The banquet hall roared with music, laughter, and the heavy smell of roasted meat. Firelight crawled across the stone walls, painting gold over velvet banners and silver goblets.

 

 

Wolves danced beneath the chandeliers, their boots striking the polished floor in rhythm with the fiddle’s wild cry.

Iris stood near the archway, half hidden behind a pillar. She had always been good at disappearing.

Her gray dress was plain, her blonde hair pinned simply at the nape of her neck, her hands folded so tightly that her knuckles had gone pale.

Around her, the daughters of noble pack families glittered in silk and jewels. They laughed loudly, touched shoulders confidently, tilted their chins as if the world had been made for them.

Iris watched them the way one might watch birds from behind glass. She did not envy their beauty.

Not exactly. She only wondered what it felt like to enter a room and be expected to matter.

Then the hall changed. The music did not stop, but the sound thinned. Conversations dropped into whispers.

Even the flames seemed to bend lower. The Alpha King had arrived. Roman Castellan entered without ceremony, flanked by his royal guard.

He wore black trimmed with silver, his broad shoulders carrying the weight of a crown he did not need to wear for everyone to feel it.

His face was carved in hard lines, his dark hair brushing the collar of his coat, his pale eyes sweeping over the hall with quiet, merciless control.

Every wolf bowed. Iris did too, lowering her gaze before those eyes could touch her.

The king moved to the high table and sat in the central chair. Beside him stood his beta, Fineian, golden-haired and smiling, warm where Roman was winter.

Fineian leaned down and murmured something to his king. Roman did not smile, but he listened.

Mara, Iris’s childhood friend, appeared at her side and grabbed her arm. “There,” Mara whispered, excitement brightening her face.

“Look at the king’s beta.” Iris looked because Mara pulled her forward. Fineian was handsome, certainly.

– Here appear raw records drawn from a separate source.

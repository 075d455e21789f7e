//! Tunables for the scheduler, expressed the way `dx-cli`'s project config
//! is: a `serde`-derived struct with `Default` wired through named
//! `default_*` functions so every magic number in the spec has one place to
//! live. This is not read from a file — the scheduler persists nothing —
//! it just gives an embedding host a typed knob instead of a constant
//! scattered through the drain loop.

use serde::{Deserialize, Serialize};

/// Timeout offsets (milliseconds from enqueue time) for each priority
/// level, per spec §4.1.
#[derive(Debug, Clone, Copy, Serialize, Deserialize)]
pub struct PriorityTimeouts {
    #[serde(default = "default_immediate_timeout")]
    pub immediate_ms: f64,
    #[serde(default = "default_user_blocking_timeout")]
    pub user_blocking_ms: f64,
    #[serde(default = "default_normal_timeout")]
    pub normal_ms: f64,
    #[serde(default = "default_idle_timeout")]
    pub idle_ms: f64,
}

impl Default for PriorityTimeouts {
    fn default() -> Self {
        Self {
            immediate_ms: default_immediate_timeout(),
            user_blocking_ms: default_user_blocking_timeout(),
            normal_ms: default_normal_timeout(),
            idle_ms: default_idle_timeout(),
        }
    }
}

fn default_immediate_timeout() -> f64 {
    -1.0
}
fn default_user_blocking_timeout() -> f64 {
    250.0
}
fn default_normal_timeout() -> f64 {
    5_000.0
}
/// 2^30 - 1, the "effectively never" offset from spec §4.1.
fn default_idle_timeout() -> f64 {
    1_073_741_823.0
}

#[derive(Debug, Clone, Serialize, Deserialize)]
pub struct SchedulerConfig {
    #[serde(default)]
    pub priority_timeouts: PriorityTimeouts,

    /// Floor on `active_frame_time`, spec §4.3 step 3 / §8 boundary.
    #[serde(default = "default_min_frame_time_ms")]
    pub min_frame_time_ms: f64,

    /// Seed value for `active_frame_time` and `previous_frame_time`.
    #[serde(default = "default_initial_frame_time_ms")]
    pub initial_frame_time_ms: f64,

    /// How long the browser backend's animation-frame race (§4.3,
    /// `requestAnimationFrameWithTimeout`) waits before falling back to the
    /// `setTimeout` side of the race.
    #[serde(default = "default_animation_frame_fallback_ms")]
    pub animation_frame_fallback_ms: f64,

    /// The non-browser backend's long-tail timer horizon (spec §4.3,
    /// "Non-browser backend": "a second timer for 'max signed 31-bit
    /// int'"), so `NativeHostAdapter` reads this instead of a private
    /// constant of its own.
    #[serde(default = "default_non_browser_idle_offset_ms")]
    pub non_browser_idle_offset_ms: f64,
}

fn default_min_frame_time_ms() -> f64 {
    8.0
}
fn default_initial_frame_time_ms() -> f64 {
    33.0
}
fn default_animation_frame_fallback_ms() -> f64 {
    100.0
}
/// 2^30 - 1, the "effectively never" offset from spec §4.1, reused as the
/// native backend's long-tail timer horizon.
fn default_non_browser_idle_offset_ms() -> f64 {
    1_073_741_823.0
}

impl Default for SchedulerConfig {
    fn default() -> Self {
        Self {
            priority_timeouts: PriorityTimeouts::default(),
            min_frame_time_ms: default_min_frame_time_ms(),
            initial_frame_time_ms: default_initial_frame_time_ms(),
            animation_frame_fallback_ms: default_animation_frame_fallback_ms(),
            non_browser_idle_offset_ms: default_non_browser_idle_offset_ms(),
        }
    }
}

#[cfg(test)]
mod tests {
    use super::*;

    #[test]
    fn defaults_match_spec_constants() {
        let cfg = SchedulerConfig::default();
        assert_eq!(cfg.priority_timeouts.immediate_ms, -1.0);
        assert_eq!(cfg.priority_timeouts.user_blocking_ms, 250.0);
        assert_eq!(cfg.priority_timeouts.normal_ms, 5_000.0);
        assert_eq!(cfg.priority_timeouts.idle_ms, 1_073_741_823.0);
        assert_eq!(cfg.min_frame_time_ms, 8.0);
        assert_eq!(cfg.initial_frame_time_ms, 33.0);
        assert_eq!(cfg.non_browser_idle_offset_ms, 1_073_741_823.0);
    }

    #[test]
    fn deserializes_with_partial_overrides() {
        let json = r#"{ "priority_timeouts": { "normal_ms": 1000.0 } }"#;
        let cfg: SchedulerConfig = serde_json::from_str(json).unwrap();
        assert_eq!(cfg.priority_timeouts.normal_ms, 1000.0);
        // Untouched fields keep spec defaults.
        assert_eq!(cfg.priority_timeouts.user_blocking_ms, 250.0);
        assert_eq!(cfg.min_frame_time_ms, 8.0);
    }
}
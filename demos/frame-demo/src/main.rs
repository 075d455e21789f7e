//! Minimal host binary exercising `frame-scheduler` on the native (no
//! animation-frame) backend: schedules a handful of callbacks across all
//! four priority levels and pumps the host adapter until every one of them
//! has run.
//!
//! Not a UI — there is no paint pipeline on the command line — this just
//! demonstrates the external interface a real embedding host (a renderer's
//! event loop) would drive.

use std::cell::Cell;
use std::rc::Rc;

use frame_scheduler::{Priority, Scheduler, SchedulerConfig};

fn init_tracing() {
    use tracing_subscriber::{fmt, EnvFilter};

    fmt()
        .with_env_filter(EnvFilter::try_from_default_env().unwrap_or_else(|_| EnvFilter::new("info")))
        .with_target(false)
        .without_time()
        .init();
}

fn main() {
    init_tracing();

    let (scheduler, pump) = Scheduler::native_with_pump(SchedulerConfig::default());
    let remaining = Rc::new(Cell::new(0usize));

    for (priority, label) in [
        (Priority::Idle, "idle work"),
        (Priority::Normal, "normal work"),
        (Priority::UserBlocking, "user-blocking work"),
        (Priority::Immediate, "immediate work"),
    ] {
        remaining.set(remaining.get() + 1);
        let remaining_for_cb = remaining.clone();
        scheduler.schedule_callback(
            priority,
            None,
            Box::new(move |deadline| {
                tracing::info!(label, did_timeout = deadline.did_timeout(), "running callback");
                remaining_for_cb.set(remaining_for_cb.get() - 1);
                None
            }),
        );
    }

    tracing::info!(count = remaining.get(), "frame-demo: scheduled callbacks, pumping host adapter");
    while remaining.get() > 0 {
        pump.pump_blocking();
    }
    tracing::info!("frame-demo: drained");
}
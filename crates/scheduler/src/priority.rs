//! Priority levels and the scoped-priority policy (spec §4.1).

use crate::config::PriorityTimeouts;

/// The four priority levels a callback can be scheduled at.
///
/// Numeric values match the external interface in spec §6
/// (`Immediate=1, UserBlocking=2, Normal=3, Idle=4`) so embedders that pass
/// a raw level across an FFI boundary get the documented constants.
#[repr(u8)]
#[derive(Debug, Clone, Copy, PartialEq, Eq, PartialOrd, Ord, Hash)]
pub enum Priority {
    Immediate = 1,
    UserBlocking = 2,
    Normal = 3,
    Idle = 4,
}

impl Priority {
    /// `expirationTime = startTime + offset(priority)`, spec §4.1.
    pub fn timeout_offset(self, timeouts: &PriorityTimeouts) -> f64 {
        match self {
            Priority::Immediate => timeouts.immediate_ms,
            Priority::UserBlocking => timeouts.user_blocking_ms,
            Priority::Normal => timeouts.normal_ms,
            Priority::Idle => timeouts.idle_ms,
        }
    }
}

impl Default for Priority {
    fn default() -> Self {
        Priority::Normal
    }
}

impl TryFrom<u8> for Priority {
    type Error = crate::error::SchedulerError;

    fn try_from(value: u8) -> Result<Self, Self::Error> {
        match value {
            1 => Ok(Priority::Immediate),
            2 => Ok(Priority::UserBlocking),
            3 => Ok(Priority::Normal),
            4 => Ok(Priority::Idle),
            _ => Err(crate::error::SchedulerError::InvalidCallback(
                "priority level must be 1 (Immediate), 2 (UserBlocking), 3 (Normal) or 4 (Idle)",
            )),
        }
    }
}

#[cfg(test)]
mod tests {
    use super::*;

    #[test]
    fn offsets_match_spec_table() {
        let t = PriorityTimeouts::default();
        assert_eq!(Priority::Immediate.timeout_offset(&t), -1.0);
        assert_eq!(Priority::UserBlocking.timeout_offset(&t), 250.0);
        assert_eq!(Priority::Normal.timeout_offset(&t), 5_000.0);
        assert_eq!(Priority::Idle.timeout_offset(&t), 1_073_741_823.0);
    }

    #[test]
    fn ordering_is_severity_not_urgency() {
        // Priority::Ord is declaration order, used only for Vec/BTree
        // convenience elsewhere — the queue itself orders by
        // expiration_time, never by this enum's Ord.
        assert!(Priority::Immediate < Priority::UserBlocking);
        assert!(Priority::UserBlocking < Priority::Normal);
        assert!(Priority::Normal < Priority::Idle);
    }

    #[test]
    fn try_from_rejects_out_of_range() {
        assert!(Priority::try_from(0).is_err());
        assert!(Priority::try_from(5).is_err());
        assert_eq!(Priority::try_from(1).unwrap(), Priority::Immediate);
    }
}
//! Handlers for the `/sites` resource.

use axum::extract::{Path, Query, State};
use axum::http::StatusCode;
use axum::Json;
use invita_core::error::CoreError;
use invita_core::subdomain::normalize_subdomain;
use invita_core::types::{DbId, Version};
use invita_db::models::published_site::{PublishedSite, VersionEntry};
use invita_db::repositories::PublishedSiteRepo;
use invita_publisher::PublishOutcome;
use serde::Deserialize;

use crate::error::{AppError, AppResult};
use crate::response::DataResponse;
use crate::state::AppState;

/// Body of `POST /api/v1/sites/publish`.
#[derive(Debug, Deserialize)]
pub struct PublishRequest {
    pub invitation_id: DbId,
    pub user_id: DbId,
    pub subdomain: String,
}

/// Body of `POST /api/v1/sites/{subdomain}/rollback`.
#[derive(Debug, Deserialize)]
pub struct RollbackRequest {
    pub user_id: DbId,
    pub target_version: Version,
}

/// Query string carrying the acting user on owner-scoped reads.
#[derive(Debug, Deserialize)]
pub struct OwnerQuery {
    pub user_id: DbId,
}

/// POST /api/v1/sites/publish
pub async fn publish(
    State(state): State<AppState>,
    Json(input): Json<PublishRequest>,
) -> AppResult<(StatusCode, Json<DataResponse<PublishOutcome>>)> {
    let outcome = state
        .publisher
        .publish(input.invitation_id, input.user_id, &input.subdomain)
        .await?;

    tracing::info!(
        subdomain = %outcome.subdomain,
        version = outcome.version,
        "Site published"
    );

    Ok((StatusCode::CREATED, Json(DataResponse { data: outcome })))
}

/// GET /api/v1/sites/{subdomain}
pub async fn get_site(
    State(state): State<AppState>,
    Path(subdomain): Path<String>,
    Query(query): Query<OwnerQuery>,
) -> AppResult<Json<DataResponse<PublishedSite>>> {
    let subdomain = normalize_subdomain(&subdomain)?;

    let site = PublishedSiteRepo::find_by_subdomain(&state.pool, &subdomain)
        .await?
        .ok_or_else(|| CoreError::not_found("PublishedSite", subdomain.clone()))?;

    if site.owner_user_id != query.user_id {
        return Err(AppError::Core(CoreError::Forbidden(
            "You do not own this site".into(),
        )));
    }

    Ok(Json(DataResponse { data: site }))
}

/// GET /api/v1/sites/{subdomain}/versions
pub async fn list_versions(
    State(state): State<AppState>,
    Path(subdomain): Path<String>,
    Query(query): Query<OwnerQuery>,
) -> AppResult<Json<DataResponse<Vec<VersionEntry>>>> {
    let versions = state
        .publisher
        .list_versions(&subdomain, query.user_id)
        .await?;

    Ok(Json(DataResponse { data: versions }))
}

/// POST /api/v1/sites/{subdomain}/rollback
pub async fn rollback(
    State(state): State<AppState>,
    Path(subdomain): Path<String>,
    Json(input): Json<RollbackRequest>,
) -> AppResult<Json<DataResponse<PublishedSite>>> {
    let site = state
        .publisher
        .rollback(&subdomain, input.target_version, input.user_id)
        .await?;

    tracing::info!(
        subdomain = %site.subdomain,
        version = site.current_version,
        "Site rolled back"
    );

    Ok(Json(DataResponse { data: site }))
}
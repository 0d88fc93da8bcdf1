//! S3-compatible artifact store for production.
//!
//! Uses the same key namespace as the local backend: objects under
//! `sites/<subdomain>/v<version>/...` in one bucket. Version discovery
//! relies on delimiter listings; deletion batches through `DeleteObjects`.

use aws_sdk_s3::primitives::ByteStream;
use aws_sdk_s3::types::{Delete, ObjectIdentifier};
use aws_sdk_s3::Client;

use invita_core::artifact_key::{validate_artifact_key, version_prefix};
use invita_core::types::Version;

use crate::{parse_version_segment, ArtifactStore, StoreError};

/// Maximum keys per `DeleteObjects` request (S3 API limit is 1000).
const DELETE_BATCH: usize = 1000;

/// Artifact store backed by an S3-compatible bucket.
pub struct S3Store {
    client: Client,
    bucket: String,
    /// Public URL prefix for stored objects. `None` in edge-worker
    /// deployments where the CDN constructs URLs itself.
    public_base: Option<String>,
}

impl S3Store {
    pub fn new(client: Client, bucket: impl Into<String>, public_base: Option<String>) -> Self {
        Self {
            client,
            bucket: bucket.into(),
            public_base: public_base.map(|b| b.trim_end_matches('/').to_string()),
        }
    }

    /// Construct a store from the ambient AWS environment config.
    pub async fn from_env(bucket: impl Into<String>, public_base: Option<String>) -> Self {
        let config = aws_config::load_from_env().await;
        Self::new(Client::new(&config), bucket, public_base)
    }

    /// List every key under `prefix`, following continuation tokens.
    async fn list_keys(&self, prefix: &str) -> Result<Vec<String>, StoreError> {
        let mut keys = Vec::new();
        let mut continuation: Option<String> = None;

        loop {
            let resp = self
                .client
                .list_objects_v2()
                .bucket(&self.bucket)
                .prefix(prefix)
                .set_continuation_token(continuation.take())
                .send()
                .await
                .map_err(|e| StoreError::S3(e.to_string()))?;

            for object in resp.contents() {
                if let Some(key) = object.key() {
                    keys.push(key.to_string());
                }
            }

            match resp.next_continuation_token() {
                Some(token) => continuation = Some(token.to_string()),
                None => break,
            }
        }

        Ok(keys)
    }
}

#[async_trait::async_trait]
impl ArtifactStore for S3Store {
    async fn put(
        &self,
        key: &str,
        content_type: &str,
        cache_control: &str,
        body: Vec<u8>,
    ) -> Result<(), StoreError> {
        validate_artifact_key(key)?;

        self.client
            .put_object()
            .bucket(&self.bucket)
            .key(key)
            .content_type(content_type)
            .cache_control(cache_control)
            .body(ByteStream::from(body))
            .send()
            .await
            .map_err(|e| StoreError::S3(e.to_string()))?;

        Ok(())
    }

    fn public_url(&self, key: &str) -> String {
        match &self.public_base {
            Some(base) => format!("{base}/{key}"),
            None => String::new(),
        }
    }

    async fn list_versions(&self, subdomain: &str) -> Result<Vec<Version>, StoreError> {
        let prefix = format!("sites/{subdomain}/");
        let mut versions = Vec::new();
        let mut continuation: Option<String> = None;

        loop {
            let resp = self
                .client
                .list_objects_v2()
                .bucket(&self.bucket)
                .prefix(&prefix)
                .delimiter("/")
                .set_continuation_token(continuation.take())
                .send()
                .await
                .map_err(|e| StoreError::S3(e.to_string()))?;

            for common in resp.common_prefixes() {
                // Common prefixes look like `sites/<sub>/v3/`.
                let segment = common
                    .prefix()
                    .and_then(|p| p.strip_prefix(&prefix))
                    .map(|p| p.trim_end_matches('/'));
                if let Some(v) = segment.and_then(parse_version_segment) {
                    versions.push(v);
                }
            }

            match resp.next_continuation_token() {
                Some(token) => continuation = Some(token.to_string()),
                None => break,
            }
        }

        versions.sort_unstable_by(|a, b| b.cmp(a));
        Ok(versions)
    }

    async fn delete_version(&self, subdomain: &str, version: Version) -> Result<(), StoreError> {
        let prefix = format!("{}/", version_prefix(subdomain, version));
        let keys = self.list_keys(&prefix).await?;

        for chunk in keys.chunks(DELETE_BATCH) {
            let objects: Vec<ObjectIdentifier> = chunk
                .iter()
                .map(|key| {
                    ObjectIdentifier::builder()
                        .key(key)
                        .build()
                        .map_err(|e| StoreError::S3(e.to_string()))
                })
                .collect::<Result<_, _>>()?;

            let delete = Delete::builder()
                .set_objects(Some(objects))
                .build()
                .map_err(|e| StoreError::S3(e.to_string()))?;

            self.client
                .delete_objects()
                .bucket(&self.bucket)
                .delete(delete)
                .send()
                .await
                .map_err(|e| StoreError::S3(e.to_string()))?;
        }

        Ok(())
    }
}

#[cfg(test)]
mod tests {
    use super::*;

    // Network-dependent behaviour is covered by the interchangeable
    // MemoryStore/LocalStore tests; here we only pin URL construction.

    fn client() -> Client {
        let config = aws_sdk_s3::Config::builder()
            .behavior_version(aws_sdk_s3::config::BehaviorVersion::latest())
            .region(aws_sdk_s3::config::Region::new("us-east-1"))
            .build();
        Client::from_conf(config)
    }

    #[test]
    fn public_url_with_base() {
        let s = S3Store::new(client(), "bucket", Some("https://cdn.invita.site/".into()));
        assert_eq!(
            s.public_url("sites/my-wedding/v1/index.html"),
            "https://cdn.invita.site/sites/my-wedding/v1/index.html"
        );
    }

    #[test]
    fn public_url_empty_without_base() {
        let s = S3Store::new(client(), "bucket", None);
        assert_eq!(s.public_url("sites/my-wedding/v1/index.html"), "");
    }
}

Handsome in the kind of way that made people relax. His smile reached his eyes.

His posture was confident but not cruel. When he laughed softly at something a guard said, several women nearby sighed.

“He’s so hot,” Mara breathed. Iris’s mouth curved faintly. “I suppose.” The words had barely left her lips when the room seemed to snap tight around her.

The hairs on her neck lifted. Across the hall, Roman Castellan turned his head. He stared directly at her.

Not at Mara. Not at the cluster of women nearby. At Iris. The force of it struck her like a hand against the chest.

His expression did not change, yet something beneath it burned, sudden and savage. His fingers tightened around the stem of his goblet until the silver bent.

Iris stopped breathing. Mara was still whispering about Fineian, unaware that the most powerful wolf in the realm looked ready to rip the moon from the sky.

Iris stepped back. Roman rose. No one else noticed at first. The hall was too loud, too bright, too busy with celebration.

But Iris saw him move from the high table with terrifying calm, every step cutting through the crowd as if the people were water parting around a blade.

Panic shot through her. She turned and slipped through the side doors into the garden.

Cold night air struck her face. The moon hung above the palace walls, pale and watchful.

Frost silvered the hedges, and the fountain at the center of the garden whispered over black stone.

Iris gripped the fountain’s edge, trying to slow her heart. “You run quickly.” She spun.

Roman stood behind her. No footsteps. No warning. Just the king in the moonlight, his eyes shining like sharpened silver.

“Your Majesty,” she whispered, dropping into an awkward curtsy. He came closer. “Did I frighten you?”

“Yes.” His mouth twitched, not quite a smile. “At least you’re honest.” “I meant no disrespect.”

“Didn’t you?” Iris lifted her eyes, confused. Roman stopped close enough that she could smell pine smoke on his coat and something darker beneath it, rain-soaked earth, cold iron, power.

“You were admiring my beta.” The accusation stunned her. “I wasn’t.” “I heard you.” “My friend said it.

I only answered politely.” “You said you supposed he was attractive.” “I barely meant anything by it.”

His jaw tightened. The wind moved through the hedges. Somewhere inside, laughter rose, then faded.

Roman’s gaze dropped to her mouth, then returned to her eyes. “Do you know what happened when I heard you say that?”

Iris shook her head. “I wanted to drag him out of that hall.” Her stomach twisted.

“He did nothing wrong.” “I know.” That made it worse. Roman’s hand shot out and caught her wrist.

Not hard enough to hurt, but firm enough to hold her in place. His thumb pressed against her pulse, and his eyes darkened when he felt how wildly it beat.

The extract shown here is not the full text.